California Court of Appeals, Second District, Second Division

September 18, 2013

BENJAMIN NATKIN, Plaintiff and Appellant,

APPEAL from a judgment of the Superior Court of Los Angeles County No. BS131831, Ann I. Jones, Judge.

Benjamin Natkin, in pro. per., for Plaintiff and Appellant.

Kamala D. Harris, Attorney General, Julie Weng-Gutierrez, Assistant Attorney General, Richard Waldo, Leslie P. McElroy, and Eric D. Bates, Deputy Attorneys General for Defendant and Respondent.


Benjamin Natkin (appellant) appeals from the denial of his petition for writ of mandate and administrative mandate filed in the superior court. Through the writ, appellant sought issuance of an order directing the Unemployment Insurance Appeals Board (UIAB) to vacate its decision denying him benefits for the week ending May 8, 2010, and ordering the Employment Development Department (EDD) to pay appellant benefits for the week in question. We find no error in the trial court’s decision denying the petition, therefore we affirm.


Appellant contends that the UIAB and the superior court erred in determining that appellant earned wages for the week ending May 8, 2010, as that term is defined in Unemployment Insurance Code sections 1252 and 1279, and thus was not eligible to receive unemployment benefits for that week.[1]

Appellant also argues that the superior court erred in reaching the merits of his petition because the UIAB’s answer was not verified and was filed late.


Appellant is an attorney who left private practice in 2007 to work as a law clerk at the superior court. Appellant lost his job at the superior court due to the economic recession. He was unable to find employment either in the public or private sector.
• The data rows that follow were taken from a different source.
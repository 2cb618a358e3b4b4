//! Run-scoped state shared across pipeline components.

use rand::SeedableRng;
use rand::rngs::StdRng;

/// Explicit initialization context passed into pipeline constructors.
///
/// Replaces ambient process-wide setup: anything a run needs that is not
/// part of a component config lives here and is dropped with the run.
/// Currently that is only the shuffle seed.
#[derive(Clone, Copy, Debug, Default)]
pub struct RunContext {
    seed: Option<u64>,
}

impl RunContext {
    pub fn new() -> Self {
        Self::default()
    }

    /// Fix the shuffle seed for reproducible shard assignment.
    pub fn with_seed(seed: u64) -> Self {
        Self { seed: Some(seed) }
    }

    pub fn seed(&self) -> Option<u64> {
        self.seed
    }

    /// Build the run RNG: seeded when a seed was given, entropy otherwise.
    pub fn rng(&self) -> StdRng {
        match self.seed {
            Some(seed) => StdRng::seed_from_u64(seed),
            None => StdRng::from_entropy(),
        }
    }
}

#[cfg(test)]
mod tests {
    use super::*;
    use rand::Rng;

    #[test]
    fn seeded_rng_is_reproducible() {
        let ctx = RunContext::with_seed(42);

        let a: u64 = ctx.rng().r#gen();
        let b: u64 = ctx.rng().r#gen();

        assert_eq!(a, b);
    }

    #[test]
    fn default_has_no_seed() {
        assert!(RunContext::new().seed().is_none());
    }
}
Appellant filed a claim for unemployment benefits. His benefits commenced on April 4, 2010, with a weekly benefit amount of $450. Appellant believed that as long as his net earnings from any self-employment, less $25 or 25 percent of his wages, did not equal or exceed his weekly benefit amount, he would receive full or partial benefits. (Unemp. Ins. Code, § 1252, subd. (a)(2).)[2] Appellant disclosed to EDD that he intended to seek work as an independent contractor while receiving benefits.
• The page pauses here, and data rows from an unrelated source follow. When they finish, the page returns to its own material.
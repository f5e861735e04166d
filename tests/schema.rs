use anyhow::Result;
use rawstage::error::StageError;
use rawstage::io::cloud::{FakeObjectIO, ObjectIO};
use rawstage::record::LogicalType;
use rawstage::schema::*;
use std::sync::Arc;

#[test]
fn parse_declaration_maps_types() -> Result<()> {
    let json = br#"[
        {"name": "id", "type": "long"},
        {"name": "qty", "type": "int"},
        {"name": "price", "type": "double"},
        {"name": "day", "type": "date"},
        {"name": "at", "type": "timestamp"},
        {"name": "label", "type": "string"},
        {"name": "amount", "type": "decimal(10,2)"}
    ]"#;
    let schema = parse_declaration(json).map_err(anyhow::Error::msg)?;

    let kinds: Vec<(&str, LogicalType)> = schema
        .fields()
        .iter()
        .map(|f| (f.name.as_str(), f.logical_type))
        .collect();
    assert_eq!(
        kinds,
        vec![
            ("id", LogicalType::Long),
            ("qty", LogicalType::Int),
            ("price", LogicalType::Double),
            ("day", LogicalType::Date),
            ("at", LogicalType::Timestamp),
            ("label", LogicalType::String),
            ("amount", LogicalType::String),
        ]
    );
    assert!(schema.contains("price"));
    assert!(!schema.contains("missing"));
    Ok(())
}

#[test]
fn parse_declaration_rejects_bad_input() {
    assert!(parse_declaration(b"{\"name\": \"x\"}").is_err());
    assert!(parse_declaration(b"[{\"name\": \"x\"}]").is_err());
    assert!(parse_declaration(&[0xff, 0xfe]).is_err());

    let dup = br#"[{"name": "a", "type": "int"}, {"name": "a", "type": "long"}]"#;
    let err = parse_declaration(dup).unwrap_err();
    assert!(err.contains("duplicate"), "{err}");
}

#[test]
fn empty_declaration_is_valid() -> Result<()> {
    let schema = parse_declaration(b"[]").map_err(anyhow::Error::msg)?;
    assert!(schema.is_empty());
    Ok(())
}

#[test]
fn object_resolver_reads_declarations() -> Result<()> {
    let store = FakeObjectIO::new();
    store.put_object(
        "lake",
        "schemas/orders.json",
        br#"[{"name": "order_id", "type": "long"}]"#,
    )?;
    let resolver = ObjectSchemaResolver::new(Arc::new(store), "lake", "schemas/");

    assert_eq!(resolver.declaration_key("orders"), "schemas/orders.json");
    let schema = resolver.resolve("orders")?;
    assert_eq!(schema.len(), 1);
    assert_eq!(
        schema.field("order_id").map(|f| f.logical_type),
        Some(LogicalType::Long)
    );
    Ok(())
}

#[test]
fn object_resolver_reports_missing_and_malformed() -> Result<()> {
    let store = FakeObjectIO::new();
    store.put_object("lake", "schemas/broken.json", b"not json")?;
    let resolver = ObjectSchemaResolver::new(Arc::new(store), "lake", "schemas/");

    match resolver.resolve("absent") {
        Err(StageError::SchemaLoad { table, .. }) => assert_eq!(table, "absent"),
        other => panic!("expected SchemaLoad, got {other:?}"),
    }
    let err = resolver.resolve("broken").unwrap_err();
    assert!(matches!(err, StageError::SchemaLoad { .. }));
    assert!(!err.is_fatal());
    Ok(())
}
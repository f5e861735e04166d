//! # rawstage
//!
//! A **raw-to-staging cleaning job**: it picks the latest dated batch of CSV files
//! from a landing bucket, normalizes each file against its table's declared
//! schema, and writes typed Parquet partitions that are registered as queryable
//! tables.
//!
//! ## Flow
//!
//! ```text
//! raw/<date>/<table>/*.csv ──► locator ──► driver ──► schema ──► clean ──► parquet
//!                                              │                             │
//!                                              └──── catalog ◄── staging/<day>/<table>/
//! ```
//!
//! 1. [`locator`] lists date folders under the input prefix and picks the
//!    lexicographically greatest one.
//! 2. [`schema`] resolves `<schema_folder><table>.json` into a
//!    [`SchemaDescriptor`].
//! 3. [`clean`] runs the fixed normalization pipeline on the raw
//!    [`RecordSet`].
//! 4. [`driver`] stamps provenance columns, writes the partition, registers the
//!    table, and keeps going when a single file fails.
//!
//! ## Quick Start
//!
//! ```
//! use rawstage::clean::clean;
//! use rawstage::record::LogicalType;
//! use rawstage::schema::{FieldDeclaration, SchemaDescriptor};
//! use rawstage::testing::{column_strings, raw_records};
//!
//! let schema = SchemaDescriptor::new(vec![
//!     FieldDeclaration::new("qty", LogicalType::Int),
//! ]).unwrap();
//! let raw = raw_records(
//!     &[" Qty ", "Mobile-Phone"],
//!     &[&[Some(" 3 "), Some("555-0100")], &[None, Some("555-0199")]],
//! );
//!
//! let cleaned = clean(raw, &schema).unwrap();
//! assert_eq!(cleaned.column_names(), vec!["qty", "mobile_phone"]);
//! assert_eq!(column_strings(&cleaned, "qty"), vec![Some("3".into()), None]);
//! assert_eq!(
//!     column_strings(&cleaned, "mobile_phone"),
//!     vec![Some("5550100".into()), Some("5550199".into())]
//! );
//! ```
//!
//! ## Module Overview
//!
//! - [`record`] - Columnar record sets and typed values
//! - [`schema`] - Schema declarations and resolvers
//! - [`clean`] - The normalization pipeline
//! - [`locator`] - Batch and source file discovery
//! - [`driver`] - Per-batch orchestration and the batch summary
//! - [`job`] - Job lifecycle and exit status
//! - [`io`] - Object storage, catalog, CSV and Parquet I/O
//! - [`config`] - Layered job configuration
//! - [`logging`] - Tracing subscriber setup
//! - [`testing`] - Fixtures for tests

pub mod clean;
pub mod config;
pub mod driver;
pub mod error;
pub mod io;
pub mod job;
pub mod locator;
pub mod logging;
pub mod record;
pub mod schema;
pub mod testing;

pub use clean::{Stage, clean};
pub use config::JobConfig;
pub use driver::{Batch, BatchDriver, BatchSummary, FileOutcome, TableWrite};
pub use error::{StageError, StageResult};
pub use job::{JobRun, JobStatus};
pub use locator::{BatchLocator, SourceFile};
pub use record::{Column, LogicalType, RecordSet, Value};
pub use schema::{FieldDeclaration, ObjectSchemaResolver, SchemaDescriptor, SchemaResolver};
Starting in March 2010, through the week ending May 8, 2010, appellant expended money setting up his business as an independent contractor. Specifically, appellant spent “$7, 691.45 for business equipment and supplies (including computer, printer, software, business cards, telephone and other miscellaneous equipment and supplies), $444.24 for the business use of his home, $743 for bar association dues and other professional dues, $84.50 for business entertainment, $14.43 for business gifts, $1, 800 for professional fees he paid for services that the [appellant] declined to describe due to confidentiality grounds, $71.46 in telephone charges, $26.15 for miscellaneous sales tax, and $50 for miscellaneous other expenses.” These expenses totaled $10, 925.23.[3]
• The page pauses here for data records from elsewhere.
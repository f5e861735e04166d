//! Filesystem-backed object storage and an object-store-backed catalog.
//!
//! [`LocalObjectIO`] maps bucket `b` and key `k` to `<root>/b/k`. Keys always use
//! `/` separators regardless of platform.
//!
//! [`ObjectCatalog`] keeps one JSON descriptor per table at
//! `_catalog/<database>/<table>.json` inside a bucket of any [`ObjectIO`].

use crate::io::cloud::helpers::validate_key_path;
use crate::io::cloud::traits::{
    CatalogIO, CloudIOError, CloudResult, ErrorKind, ObjectIO, ObjectMetadata, TableEntry,
};
use crate::io::glob::files_under;
use std::fs;
use std::path::{Path, PathBuf};
use std::sync::Arc;

// ============================================================================
// LocalObjectIO
// ============================================================================

#[derive(Debug, Clone)]
pub struct LocalObjectIO {
    root: PathBuf,
}

impl LocalObjectIO {
    pub fn new(root: impl Into<PathBuf>) -> Self {
        Self { root: root.into() }
    }

    #[must_use]
    pub fn root(&self) -> &Path {
        &self.root
    }

    fn bucket_dir(&self, bucket: &str) -> PathBuf {
        self.root.join(bucket)
    }

    fn object_path(&self, bucket: &str, key: &str) -> CloudResult<PathBuf> {
        validate_key_path(key)?;
        let mut path = self.bucket_dir(bucket);
        path.extend(key.split('/'));
        Ok(path)
    }

    fn key_of(bucket_dir: &Path, path: &Path) -> Option<String> {
        let rel = path.strip_prefix(bucket_dir).ok()?;
        let parts: Vec<String> = rel
            .components()
            .map(|c| c.as_os_str().to_string_lossy().into_owned())
            .collect();
        Some(parts.join("/"))
    }
}

impl ObjectIO for LocalObjectIO {
    fn scheme(&self) -> &str {
        "file"
    }

    fn put_object(&self, bucket: &str, key: &str, data: &[u8]) -> CloudResult<()> {
        let path = self.object_path(bucket, key)?;
        if let Some(parent) = path.parent() {
            fs::create_dir_all(parent).map_err(|e| {
                CloudIOError::from(e).with_source(format!("mkdir -p {}", parent.display()))
            })?;
        }
        fs::write(&path, data)
            .map_err(|e| CloudIOError::from(e).with_source(format!("write {}", path.display())))
    }

    fn get_object(&self, bucket: &str, key: &str) -> CloudResult<Vec<u8>> {
        let path = self.object_path(bucket, key)?;
        fs::read(&path).map_err(|e| {
            let err = CloudIOError::from(e);
            if err.is_not_found() {
                CloudIOError::new(ErrorKind::NotFound, format!("Object {bucket}/{key} not found"))
            } else {
                err.with_source(format!("read {}", path.display()))
            }
        })
    }

    fn delete_object(&self, bucket: &str, key: &str) -> CloudResult<()> {
        let path = self.object_path(bucket, key)?;
        match fs::remove_file(&path) {
            Ok(()) => Ok(()),
            Err(e) if e.kind() == std::io::ErrorKind::NotFound => Ok(()),
            Err(e) => Err(CloudIOError::from(e).with_source(format!("remove {}", path.display()))),
        }
    }

    fn list_objects(&self, bucket: &str, prefix: Option<&str>) -> CloudResult<Vec<ObjectMetadata>> {
        let bucket_dir = self.bucket_dir(bucket);
        let mut objects = Vec::new();
        for path in files_under(&bucket_dir)? {
            let Some(key) = Self::key_of(&bucket_dir, &path) else {
                continue;
            };
            if prefix.is_some_and(|p| !key.starts_with(p)) {
                continue;
            }
            objects.push(ObjectMetadata { key });
        }
        objects.sort_by(|a, b| a.key.cmp(&b.key));
        Ok(objects)
    }

    fn object_exists(&self, bucket: &str, key: &str) -> CloudResult<bool> {
        Ok(self.object_path(bucket, key)?.is_file())
    }

    fn object_uri(&self, bucket: &str, key: &str) -> String {
        let base = self.bucket_dir(bucket);
        format!("file://{}/{key}", base.display())
    }
}

// ============================================================================
// ObjectCatalog
// ============================================================================

/// Catalog persisted as JSON objects in a bucket.
#[derive(Clone)]
pub struct ObjectCatalog {
    store: Arc<dyn ObjectIO>,
    bucket: String,
}

impl ObjectCatalog {
    pub const PREFIX: &'static str = "_catalog/";

    pub fn new(store: Arc<dyn ObjectIO>, bucket: impl Into<String>) -> Self {
        Self {
            store,
            bucket: bucket.into(),
        }
    }

    #[must_use]
    pub fn entry_key(database: &str, table: &str) -> String {
        format!("{}{database}/{table}.json", Self::PREFIX)
    }
}

impl CatalogIO for ObjectCatalog {
    fn register_table(&self, entry: TableEntry) -> CloudResult<()> {
        let key = Self::entry_key(&entry.database, &entry.table);
        let body = serde_json::to_vec_pretty(&entry).map_err(|e| {
            CloudIOError::new(ErrorKind::InternalError, "serialize table entry")
                .with_source(e.to_string())
        })?;
        self.store.put_object(&self.bucket, &key, &body)
    }

    fn get_table(&self, database: &str, table: &str) -> CloudResult<TableEntry> {
        let key = Self::entry_key(database, table);
        let body = self.store.get_object(&self.bucket, &key).map_err(|e| {
            if e.is_not_found() {
                CloudIOError::new(
                    ErrorKind::NotFound,
                    format!("Table {database}.{table} not found"),
                )
            } else {
                e
            }
        })?;
        serde_json::from_slice(&body).map_err(|e| {
            CloudIOError::new(ErrorKind::InternalError, format!("corrupt catalog entry {key}"))
                .with_source(e.to_string())
        })
    }
}
//! Storage, text and columnar I/O.

pub mod cloud;
pub mod csv;
pub mod glob;
pub mod parquet;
When appellant certified his claim for benefits for the week ending May 8, 2010, he reported he had worked 22 hours that week.[4] However, appellant did not report any wages. Instead, he took the position that his business expenses had exceeded his earnings.

On May 26, 2010, appellant was informed by EDD that he was not eligible for unemployment benefits for the week ending May 8, 2010, based on his earnings of $2, 750 as an independent contractor during that week. On June 12, 2010, appellant appealed EDD’s decision to the UIAB. On July 19, 2010, UIAB sent appellant notice of a hearing scheduled for July 28, 2010.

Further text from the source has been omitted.